From the records below, transcribe only the lines running from the one with "filename dataplane-selector/src/lib.rs" through the one with "pub mod error;". Keep both of those end lines.

········

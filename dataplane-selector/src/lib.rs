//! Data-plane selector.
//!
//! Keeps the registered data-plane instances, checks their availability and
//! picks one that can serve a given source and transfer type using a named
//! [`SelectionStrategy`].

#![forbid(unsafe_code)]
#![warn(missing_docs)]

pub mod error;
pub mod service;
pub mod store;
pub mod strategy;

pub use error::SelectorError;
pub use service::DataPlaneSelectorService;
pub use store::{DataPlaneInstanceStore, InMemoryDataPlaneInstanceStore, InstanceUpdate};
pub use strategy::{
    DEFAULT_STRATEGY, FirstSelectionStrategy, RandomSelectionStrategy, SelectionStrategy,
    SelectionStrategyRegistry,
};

········

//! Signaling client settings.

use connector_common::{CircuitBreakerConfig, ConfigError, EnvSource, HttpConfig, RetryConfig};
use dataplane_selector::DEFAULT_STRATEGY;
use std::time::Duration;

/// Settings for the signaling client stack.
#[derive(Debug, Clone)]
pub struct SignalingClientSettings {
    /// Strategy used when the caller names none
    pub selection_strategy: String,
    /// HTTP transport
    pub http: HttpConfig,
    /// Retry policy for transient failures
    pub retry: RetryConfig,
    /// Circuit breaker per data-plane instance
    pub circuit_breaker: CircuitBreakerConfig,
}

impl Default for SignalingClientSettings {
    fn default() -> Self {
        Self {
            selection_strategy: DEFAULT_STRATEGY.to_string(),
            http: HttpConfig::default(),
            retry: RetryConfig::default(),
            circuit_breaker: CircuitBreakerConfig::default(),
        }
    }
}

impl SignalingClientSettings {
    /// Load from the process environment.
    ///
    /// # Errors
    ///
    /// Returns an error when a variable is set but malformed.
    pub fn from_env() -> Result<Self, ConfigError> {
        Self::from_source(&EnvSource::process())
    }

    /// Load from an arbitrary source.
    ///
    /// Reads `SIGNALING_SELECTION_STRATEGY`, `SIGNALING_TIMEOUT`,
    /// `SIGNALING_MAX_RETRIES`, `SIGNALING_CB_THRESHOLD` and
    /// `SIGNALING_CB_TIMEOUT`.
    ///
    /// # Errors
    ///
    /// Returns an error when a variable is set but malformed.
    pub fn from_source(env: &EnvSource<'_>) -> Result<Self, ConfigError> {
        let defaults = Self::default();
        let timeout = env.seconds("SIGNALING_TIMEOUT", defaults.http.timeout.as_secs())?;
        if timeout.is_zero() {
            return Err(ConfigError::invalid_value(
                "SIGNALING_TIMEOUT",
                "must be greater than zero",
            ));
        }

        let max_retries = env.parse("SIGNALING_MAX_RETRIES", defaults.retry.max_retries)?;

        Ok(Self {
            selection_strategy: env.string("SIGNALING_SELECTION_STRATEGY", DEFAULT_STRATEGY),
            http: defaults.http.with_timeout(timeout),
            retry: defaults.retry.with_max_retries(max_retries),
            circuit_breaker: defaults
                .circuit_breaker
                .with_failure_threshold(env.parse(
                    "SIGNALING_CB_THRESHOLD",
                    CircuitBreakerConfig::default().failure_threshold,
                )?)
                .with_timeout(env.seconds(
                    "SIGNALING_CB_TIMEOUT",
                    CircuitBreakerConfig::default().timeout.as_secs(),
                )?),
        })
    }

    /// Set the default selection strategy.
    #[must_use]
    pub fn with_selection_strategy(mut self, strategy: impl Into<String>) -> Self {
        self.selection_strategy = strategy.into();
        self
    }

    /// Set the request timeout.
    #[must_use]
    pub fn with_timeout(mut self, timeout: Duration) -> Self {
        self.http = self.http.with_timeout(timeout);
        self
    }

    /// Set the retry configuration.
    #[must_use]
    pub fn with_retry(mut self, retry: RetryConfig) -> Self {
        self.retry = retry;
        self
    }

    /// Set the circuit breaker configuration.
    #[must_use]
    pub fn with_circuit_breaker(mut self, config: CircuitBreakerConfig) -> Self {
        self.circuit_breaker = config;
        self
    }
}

········

> TASK OUTPUT:
filename dataplane-selector/src/lib.rs
//! Data-plane selector.
//!
//! Keeps the registered data-plane instances, checks their availability and
//! picks one that can serve a given source and transfer type using a named
//! [`SelectionStrategy`].

#![forbid(unsafe_code)]
#![warn(missing_docs)]

pub mod error;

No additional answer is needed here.